I'm trying to insert rows into a table using a select from XML. I think I'm close. Where am I going wrong?

declare @xmldata xml;
set @xmldata = '<Database>
                  <PurchaseDetails>
                    <PurchaseDetail>
                      <Upc>72594206916</Upc>
                      <Quantity>77</Quantity>
                      <PurchaseDate>9/2010</PurchaseDate>
                      <PurchaseCity>Dallas</PurchaseCity>
                      <PurchaseState>TX</PurchaseState>
                    </PurchaseDetail>
                    <PurchaseDetail>
                      <Upc>72594221854</Upc>
                      <Quantity>33</Quantity>
                      <PurchaseDate>12/2013</PurchaseDate>
                      <PurchaseCity>Nashville</PurchaseCity>
                      <PurchaseState>TN</PurchaseState>
                    </PurchaseDetail>
                  </PurchaseDetails>
                </Database>'

insert into PurchaseDetails
(Upc, Quantity, PurchaseDate, PurchaseCity, PurchaseState)
select
    x.Rec.value('Upc','char(11)'),
    x.Rec.value('Quantity','int'),
    x.Rec.value('PurchaseDate','varchar(7)'),
    x.Rec.value('PurchaseCity','varchar(50)'),
    x.Rec.value('PurchaseState','char(2)')
from @xmlData.nodes('//Database/PurchaseDetails/PurchaseDetail') as x(Rec)
birdus
  • 7,062
  • 17
  • 59
  • 89

6 Answers6

57

A co-worker had tackled a similar problem before. Here is what we came up with. NOT intuitive!

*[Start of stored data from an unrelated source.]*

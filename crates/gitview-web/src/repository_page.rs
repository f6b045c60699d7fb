//! The repository page controller.
//!
//! Every repository page is bound to the `r`, `h` and `f` parameters.
//! Opening a page resolves the repository and its model for the session
//! user, builds the navigation links and installs the search form;
//! [`RepositoryPage::finish`] releases the repository and hands the page
//! chrome to the template.

use gitview_storage::{get_all_refs, get_commit, get_ticket_branch, Commit, ObjectId, RefModel, Repository};
use gitview_types::{ChangeType, PersonIdent, RepositoryModel, SearchType};
use std::collections::HashMap;
use std::sync::Arc;

use crate::error::WebError;
use crate::messages::get_string;
use crate::pages::{
    disable_registered_page_link, get_link_id, registration, NavLink, STANDARD_LINKS,
};
use crate::params::PageParameters;
use crate::person::{change_type_tooltip, create_person_panel, PersonPanel};
use crate::routes::WebState;
use crate::search::SearchForm;
use crate::session::Session;
use crate::syndication::{self, DiscoveryLink};

/// Length of abbreviated object ids.
const SHORT_ID_LEN: usize = 8;

/// Separator rendered before each extra link.
const EXTRA_LINK_SEPARATOR: &str = " | ";

/// Layout data shared by every page.
#[derive(Debug, Clone)]
pub struct PageChrome {
    /// Site name.
    pub site_name: String,
    /// Page header, `{repository} / {page}` on repository pages.
    pub title: String,
    /// Logged in user, if any.
    pub username: Option<String>,
    /// Repository name, empty outside repository pages.
    pub repository_name: String,
    /// Standard navigation links.
    pub nav_links: Vec<NavLink>,
    /// Feature dependent links, each preceded by a separator.
    pub extra_links: Vec<NavLink>,
    /// Feed link.
    pub syndication_link: String,
    /// Search form, on repository pages.
    pub search_form: Option<SearchForm>,
    /// Feed discovery link for the page head.
    pub discovery: Option<DiscoveryLink>,
}

impl PageChrome {
    /// Chrome for pages outside a repository.
    pub fn site(state: &WebState, session: &Session, title: &str) -> Self {
        Self {
            site_name: state.settings.site_name.clone(),
            title: title.to_string(),
            username: session.username().map(str::to_string),
            repository_name: String::new(),
            nav_links: Vec::new(),
            extra_links: Vec::new(),
            syndication_link: String::new(),
            search_form: None,
            discovery: None,
        }
    }
}

/// A repository page being built for one request.
pub struct RepositoryPage {
    state: WebState,
    session: Session,
    page_name: String,
    repository_name: String,
    object_id: Option<String>,
    repository: Option<Arc<Repository>>,
    model: RepositoryModel,
    show_admin: bool,
    nav_links: Vec<NavLink>,
    extra_links: Vec<NavLink>,
    syndication_link: String,
    search_form: SearchForm,
    discovery: Option<DiscoveryLink>,
}

impl RepositoryPage {
    /// Opens the page `translation_key` (e.g. `gb.log`) for `params`.
    pub fn open(
        state: &WebState,
        session: Session,
        translation_key: &str,
        params: &PageParameters,
    ) -> Result<Self, WebError> {
        let page_name = get_string(translation_key).to_string();
        let repository_name = params.repository_name().to_string();

        if repository_name.is_empty() {
            return Err(WebError::BadRequest(format!(
                "Repository not specified for {}!",
                page_name
            )));
        }

        let repository = state
            .repos
            .get(&repository_name)
            .map_err(|_| WebError::NotFound(format!("Can not load repository {}", repository_name)))?;

        let model = state
            .repository_model(session.user(), &repository)
            .ok_or_else(|| {
                let message = format!("Unauthorized access for repository {}", repository_name);
                if session.is_logged_in() {
                    WebError::Forbidden(message)
                } else {
                    WebError::Unauthorized(message)
                }
            })?;

        let settings = &state.settings;
        let show_admin = show_admin(
            settings.authenticate_admin_pages,
            settings.allow_administration,
            session.can_admin(),
        );

        // standard page links
        let mut nav_links: Vec<NavLink> = STANDARD_LINKS
            .iter()
            .filter_map(|key| registration(key))
            .map(|page| NavLink::registered(page, &repository_name))
            .collect();

        // per-repository extra page links
        let has_ticket_branch = model.use_tickets && get_ticket_branch(&repository)?.is_some();
        let is_owner = session
            .username()
            .is_some_and(|username| model.is_owner(username));
        let page_link_id = get_link_id(&page_name);
        let extra_links = extra_link_keys(has_ticket_branch, model.use_docs, show_admin || is_owner)
            .into_iter()
            .filter_map(registration)
            .map(|page| NavLink {
                enabled: Some(page.key) != page_link_id,
                separator: Some(EXTRA_LINK_SEPARATOR),
                ..NavLink::registered(page, &repository_name)
            })
            .collect();

        let syndication_link = syndication::as_link("", &repository_name, None, 0);

        // disable current page
        disable_registered_page_link(&mut nav_links, &page_name);

        let search_form = SearchForm::new(&repository_name, settings.show_search_type_selection);

        tracing::debug!(
            repository = %repository_name,
            page = %page_name,
            user = session.username().unwrap_or("anonymous"),
            "Opened repository page"
        );

        Ok(Self {
            state: state.clone(),
            session,
            page_name,
            repository_name,
            object_id: params.object().map(str::to_string),
            repository: Some(repository),
            model,
            show_admin,
            nav_links,
            extra_links,
            syndication_link,
            search_form,
            discovery: None,
        })
    }

    /// Translated page name.
    pub fn page_name(&self) -> &str {
        &self.page_name
    }

    /// Repository name from the `r` parameter.
    pub fn repository_name(&self) -> &str {
        &self.repository_name
    }

    /// Object id from the `h` parameter.
    pub fn object_id(&self) -> Option<&str> {
        self.object_id.as_deref()
    }

    /// Repository model as seen by the session user.
    pub fn model(&self) -> &RepositoryModel {
        &self.model
    }

    /// The session of the request.
    pub fn session(&self) -> &Session {
        &self.session
    }

    /// Shared front-end state.
    pub fn state(&self) -> &WebState {
        &self.state
    }

    /// True when administration links are shown.
    pub fn show_admin(&self) -> bool {
        self.show_admin
    }

    /// Standard navigation links.
    pub fn nav_links(&self) -> &[NavLink] {
        &self.nav_links
    }

    /// Extra navigation links.
    pub fn extra_links(&self) -> &[NavLink] {
        &self.extra_links
    }

    /// The open repository.
    pub fn repository(&self) -> Result<&Repository, WebError> {
        self.repository.as_deref().ok_or_else(|| {
            WebError::Internal(format!("repository {} already released", self.repository_name))
        })
    }

    /// Resolves the `h` parameter (HEAD when absent) to a commit.
    pub fn get_commit(&self) -> Result<Commit, WebError> {
        get_commit(self.repository()?, self.object_id())?.ok_or_else(|| {
            WebError::NotFound(format!(
                "Failed to find commit \"{}\" in {} for {} page!",
                self.object_id().unwrap_or("HEAD"),
                self.repository_name,
                self.page_name
            ))
        })
    }

    /// The first eight characters of an object id.
    pub fn get_short_object_id(object_id: &str) -> String {
        object_id.chars().take(SHORT_ID_LEN).collect()
    }

    /// All refs of the repository grouped by commit.
    pub fn all_refs(&self) -> Result<HashMap<ObjectId, Vec<RefModel>>, WebError> {
        Ok(get_all_refs(self.repository()?)?)
    }

    /// Refs pointing at `commit`.
    pub fn refs_for(&self, commit: &Commit) -> Result<Vec<RefModel>, WebError> {
        Ok(self.all_refs()?.remove(&commit.id).unwrap_or_default())
    }

    /// Renders message text as HTML, either through the commit message
    /// processor or by breaking lines only.
    pub fn full_text(&self, text: &str, substitute_regex: bool) -> String {
        if substitute_regex {
            self.state.messages.process(&self.repository_name, text)
        } else {
            gitview_utils::break_lines_for_html(text)
        }
    }

    /// Person panel linking to searches of `search_type`.
    pub fn create_person_panel(&self, ident: &PersonIdent, search_type: SearchType) -> PersonPanel {
        create_person_panel(
            &self.repository_name,
            self.object_id(),
            ident,
            search_type,
            self.state.settings.show_email_addresses,
        )
    }

    /// Tooltip describing a change type.
    pub fn change_type_tooltip(&self, change_type: ChangeType) -> &'static str {
        change_type_tooltip(change_type)
    }

    /// Parameters naming this repository.
    pub fn new_repository_parameter(&self) -> PageParameters {
        PageParameters::new_repository_parameter(&self.repository_name)
    }

    /// Parameters naming a commit of this repository; `None` uses `h`.
    pub fn new_commit_parameter(&self, commit_id: Option<&str>) -> PageParameters {
        PageParameters::new_object_parameter(
            &self.repository_name,
            commit_id.or(self.object_id()),
        )
    }

    /// Parameters naming a path at the current object.
    pub fn new_path_parameter(&self, path: &str) -> PageParameters {
        PageParameters::new_path_parameter(&self.repository_name, self.object_id(), path)
    }

    /// Adds an RSS discovery link for the current object to the page head.
    pub fn add_syndication_discovery_link(&mut self) {
        self.discovery = Some(DiscoveryLink {
            title: syndication::get_title(&self.repository_name, self.object_id()),
            href: syndication::as_link("", &self.repository_name, self.object_id(), 0),
        });
    }

    /// Releases the repository and returns the page chrome.
    pub fn finish(mut self) -> PageChrome {
        self.repository = None;
        PageChrome {
            site_name: self.state.settings.site_name.clone(),
            title: format!("{} / {}", self.repository_name, self.page_name),
            username: self.session.username().map(str::to_string),
            repository_name: self.repository_name,
            nav_links: self.nav_links,
            extra_links: self.extra_links,
            syndication_link: self.syndication_link,
            search_form: Some(self.search_form),
            discovery: self.discovery,
        }
    }
}

/// Whether administration links are shown.
pub fn show_admin(authenticate_admin_pages: bool, allow_administration: bool, can_admin: bool) -> bool {
    if authenticate_admin_pages {
        allow_administration && can_admin
    } else {
        allow_administration
    }
}

/// Extra link ids, in display order.
pub fn extra_link_keys(tickets: bool, docs: bool, edit: bool) -> Vec<&'static str> {
    [("tickets", tickets), ("docs", docs), ("edit", edit)]
        .into_iter()
        .filter_map(|(key, shown)| shown.then_some(key))
        .collect()
}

insert into PurchaseDetails
(Upc, Quantity, PurchaseDate, PurchaseCity, PurchaseState)
select
    pd.value('Upc[1]','char(11)'),
    pd.value('Quantity[1]','int'),
    pd.value('PurchaseDate[1]','varchar(7)'),
    pd.value('PurchaseCity[1]','varchar(50)'),
    pd.value('PurchaseState[1]','char(2)')
from @xmlData.nodes('//Database/PurchaseDetails') as x(Rec)
cross apply @xmlData.nodes('//Database/PurchaseDetails/PurchaseDetail') as i(pd)
birdus
  • 7,062
  • 17
  • 59
  • 89
  • 10
    Works perfectly; any idea what the reason behind the [1] is? – Jerod Venema Aug 05 '14 at 12:53
  • 7
    @jvenema, The reason behind the problem is that XQuery always returns a collection if you don't use [] at the end of it. So in your case pd.Value('sth') returns a collection, although nodes function in the From clause deliver only one row to the Value function By the way The Mikel's answer is also correct and more to the point. – Jami May 24 '15 at 14:48
  • 1
    Any idea what the cross apply is doing? x(Rec) isn't referenced in the query, but taking that piece out makes it not work. – Anov Sep 22 '15 at 17:35
  • This was surprisingly hard to find, works great..I don't understand how it works for unknown amount of records, is it recursive? – Dave Kelly Mar 03 '16 at 02:26
40

Try this!
query() then value()
run this in SQL Server and 100% worked
put a dot (.) first then the child tag.
PurchaseDetail tag exists 2 times so the dot (.) replaces the first and the second tag.
The dot can prevent using of [1] on XQuery.
The dot represents the first and the second PurchaseDetail tags.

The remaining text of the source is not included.